### PROMPT
Every line below that includes "Char" counts toward the total. Report that total alone.

### DATA SUPPLIED
┄┄┄┄┄┄
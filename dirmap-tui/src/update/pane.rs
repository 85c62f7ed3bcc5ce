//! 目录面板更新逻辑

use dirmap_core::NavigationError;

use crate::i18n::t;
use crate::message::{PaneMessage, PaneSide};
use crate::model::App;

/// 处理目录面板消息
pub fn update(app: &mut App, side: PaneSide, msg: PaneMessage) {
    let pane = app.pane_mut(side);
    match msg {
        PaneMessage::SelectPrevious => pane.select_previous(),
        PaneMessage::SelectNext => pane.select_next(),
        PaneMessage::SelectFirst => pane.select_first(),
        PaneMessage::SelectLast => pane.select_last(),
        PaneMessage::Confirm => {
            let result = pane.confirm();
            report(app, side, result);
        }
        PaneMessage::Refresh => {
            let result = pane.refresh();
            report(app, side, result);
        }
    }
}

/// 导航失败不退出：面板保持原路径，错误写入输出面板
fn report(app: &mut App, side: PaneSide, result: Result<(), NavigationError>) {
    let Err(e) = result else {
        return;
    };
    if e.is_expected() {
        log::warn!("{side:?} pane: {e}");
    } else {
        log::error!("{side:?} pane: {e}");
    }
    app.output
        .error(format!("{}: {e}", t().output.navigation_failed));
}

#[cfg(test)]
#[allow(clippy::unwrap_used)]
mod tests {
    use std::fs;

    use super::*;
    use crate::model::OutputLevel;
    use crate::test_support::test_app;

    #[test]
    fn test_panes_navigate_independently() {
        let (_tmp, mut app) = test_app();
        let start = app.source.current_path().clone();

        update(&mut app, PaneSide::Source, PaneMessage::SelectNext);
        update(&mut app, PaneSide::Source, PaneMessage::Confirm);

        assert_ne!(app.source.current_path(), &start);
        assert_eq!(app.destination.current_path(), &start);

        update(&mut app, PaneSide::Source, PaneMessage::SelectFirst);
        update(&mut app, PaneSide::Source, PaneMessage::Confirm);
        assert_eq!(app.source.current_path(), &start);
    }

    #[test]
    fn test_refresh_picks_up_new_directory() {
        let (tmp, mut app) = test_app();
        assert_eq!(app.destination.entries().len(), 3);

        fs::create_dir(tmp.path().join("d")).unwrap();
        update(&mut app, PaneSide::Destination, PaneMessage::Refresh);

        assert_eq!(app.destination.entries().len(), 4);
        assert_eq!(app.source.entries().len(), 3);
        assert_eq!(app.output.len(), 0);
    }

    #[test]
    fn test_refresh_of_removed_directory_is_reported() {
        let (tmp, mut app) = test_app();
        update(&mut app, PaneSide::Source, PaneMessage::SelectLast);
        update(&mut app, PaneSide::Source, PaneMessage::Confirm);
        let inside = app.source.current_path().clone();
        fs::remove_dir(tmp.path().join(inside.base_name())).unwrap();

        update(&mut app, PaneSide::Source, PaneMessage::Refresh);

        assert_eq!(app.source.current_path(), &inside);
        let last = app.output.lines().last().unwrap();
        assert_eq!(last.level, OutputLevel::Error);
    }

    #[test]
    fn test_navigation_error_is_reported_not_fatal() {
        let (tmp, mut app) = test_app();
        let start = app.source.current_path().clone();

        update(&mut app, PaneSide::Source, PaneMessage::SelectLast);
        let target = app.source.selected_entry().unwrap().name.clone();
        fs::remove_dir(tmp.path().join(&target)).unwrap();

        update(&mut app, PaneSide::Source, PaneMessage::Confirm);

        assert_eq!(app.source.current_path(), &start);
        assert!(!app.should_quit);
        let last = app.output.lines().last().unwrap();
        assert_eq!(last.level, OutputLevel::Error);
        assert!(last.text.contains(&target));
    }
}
┄┄┄┄┄┄
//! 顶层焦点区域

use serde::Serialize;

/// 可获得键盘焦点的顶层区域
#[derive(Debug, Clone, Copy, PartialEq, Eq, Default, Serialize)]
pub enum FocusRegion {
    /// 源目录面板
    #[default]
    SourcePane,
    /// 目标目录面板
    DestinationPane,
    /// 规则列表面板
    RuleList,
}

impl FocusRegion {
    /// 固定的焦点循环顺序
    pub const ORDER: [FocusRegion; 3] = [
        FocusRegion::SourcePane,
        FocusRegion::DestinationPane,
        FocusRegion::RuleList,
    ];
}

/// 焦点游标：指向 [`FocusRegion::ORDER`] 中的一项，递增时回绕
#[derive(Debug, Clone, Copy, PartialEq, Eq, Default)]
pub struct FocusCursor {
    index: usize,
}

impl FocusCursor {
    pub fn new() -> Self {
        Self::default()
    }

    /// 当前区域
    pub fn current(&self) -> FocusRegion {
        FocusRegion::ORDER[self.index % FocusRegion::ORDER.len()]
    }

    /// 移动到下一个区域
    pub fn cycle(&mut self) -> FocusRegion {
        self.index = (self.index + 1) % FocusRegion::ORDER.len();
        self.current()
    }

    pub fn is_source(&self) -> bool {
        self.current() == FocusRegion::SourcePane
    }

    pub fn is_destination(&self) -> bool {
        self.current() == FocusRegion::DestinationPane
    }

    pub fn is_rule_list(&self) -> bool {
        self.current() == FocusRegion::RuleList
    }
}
┄┄┄┄┄┄
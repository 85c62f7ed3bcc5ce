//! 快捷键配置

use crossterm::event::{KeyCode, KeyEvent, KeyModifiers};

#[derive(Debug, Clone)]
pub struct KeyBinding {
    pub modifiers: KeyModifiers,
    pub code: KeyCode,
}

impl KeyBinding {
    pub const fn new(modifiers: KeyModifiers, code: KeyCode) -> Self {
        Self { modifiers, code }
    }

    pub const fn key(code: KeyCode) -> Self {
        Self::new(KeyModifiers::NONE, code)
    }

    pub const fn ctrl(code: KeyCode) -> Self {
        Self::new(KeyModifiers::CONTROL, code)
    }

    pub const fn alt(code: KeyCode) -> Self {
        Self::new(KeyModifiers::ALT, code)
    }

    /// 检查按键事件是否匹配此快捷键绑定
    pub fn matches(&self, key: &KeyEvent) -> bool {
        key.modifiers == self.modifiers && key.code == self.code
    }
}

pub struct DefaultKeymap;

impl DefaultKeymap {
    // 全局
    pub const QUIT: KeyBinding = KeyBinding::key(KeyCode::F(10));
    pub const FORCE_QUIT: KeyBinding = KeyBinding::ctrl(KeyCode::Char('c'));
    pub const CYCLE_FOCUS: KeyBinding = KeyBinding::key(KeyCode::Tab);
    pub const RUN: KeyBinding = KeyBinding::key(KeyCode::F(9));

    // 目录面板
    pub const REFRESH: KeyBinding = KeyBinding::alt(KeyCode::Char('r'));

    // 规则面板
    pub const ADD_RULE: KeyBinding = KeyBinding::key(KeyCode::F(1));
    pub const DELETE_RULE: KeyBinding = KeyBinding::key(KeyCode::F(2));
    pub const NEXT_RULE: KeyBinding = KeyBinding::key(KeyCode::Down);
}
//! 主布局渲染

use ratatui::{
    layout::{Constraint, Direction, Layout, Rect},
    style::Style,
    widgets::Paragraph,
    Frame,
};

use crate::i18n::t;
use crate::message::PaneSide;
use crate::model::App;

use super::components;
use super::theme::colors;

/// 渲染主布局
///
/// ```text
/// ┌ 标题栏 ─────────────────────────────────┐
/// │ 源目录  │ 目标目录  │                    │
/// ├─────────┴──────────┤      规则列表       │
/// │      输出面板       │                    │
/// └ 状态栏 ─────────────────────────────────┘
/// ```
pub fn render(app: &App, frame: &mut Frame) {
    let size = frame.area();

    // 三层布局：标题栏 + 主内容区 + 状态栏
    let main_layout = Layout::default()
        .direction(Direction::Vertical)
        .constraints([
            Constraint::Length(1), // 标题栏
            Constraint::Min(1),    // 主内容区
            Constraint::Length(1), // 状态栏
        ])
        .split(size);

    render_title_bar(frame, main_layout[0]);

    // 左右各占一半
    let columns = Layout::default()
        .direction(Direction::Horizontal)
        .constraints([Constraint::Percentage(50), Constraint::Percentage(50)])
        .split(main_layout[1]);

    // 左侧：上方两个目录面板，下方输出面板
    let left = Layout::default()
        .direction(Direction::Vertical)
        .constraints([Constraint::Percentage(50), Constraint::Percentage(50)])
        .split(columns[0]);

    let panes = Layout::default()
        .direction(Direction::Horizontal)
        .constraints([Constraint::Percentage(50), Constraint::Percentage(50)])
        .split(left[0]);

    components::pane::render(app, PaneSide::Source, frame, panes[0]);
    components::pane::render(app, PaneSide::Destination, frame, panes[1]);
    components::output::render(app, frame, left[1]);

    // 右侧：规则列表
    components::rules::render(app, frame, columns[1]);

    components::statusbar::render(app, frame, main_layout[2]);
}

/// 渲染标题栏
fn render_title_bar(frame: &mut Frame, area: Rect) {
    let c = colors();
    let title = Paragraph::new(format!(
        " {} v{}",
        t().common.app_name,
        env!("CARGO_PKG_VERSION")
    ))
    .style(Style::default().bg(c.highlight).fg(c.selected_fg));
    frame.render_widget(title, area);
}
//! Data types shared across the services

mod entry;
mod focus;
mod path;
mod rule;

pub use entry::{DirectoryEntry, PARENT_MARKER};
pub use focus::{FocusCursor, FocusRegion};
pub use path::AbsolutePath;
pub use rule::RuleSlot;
┄┄┄┄┄┄
### WRITTEN SOLUTION
2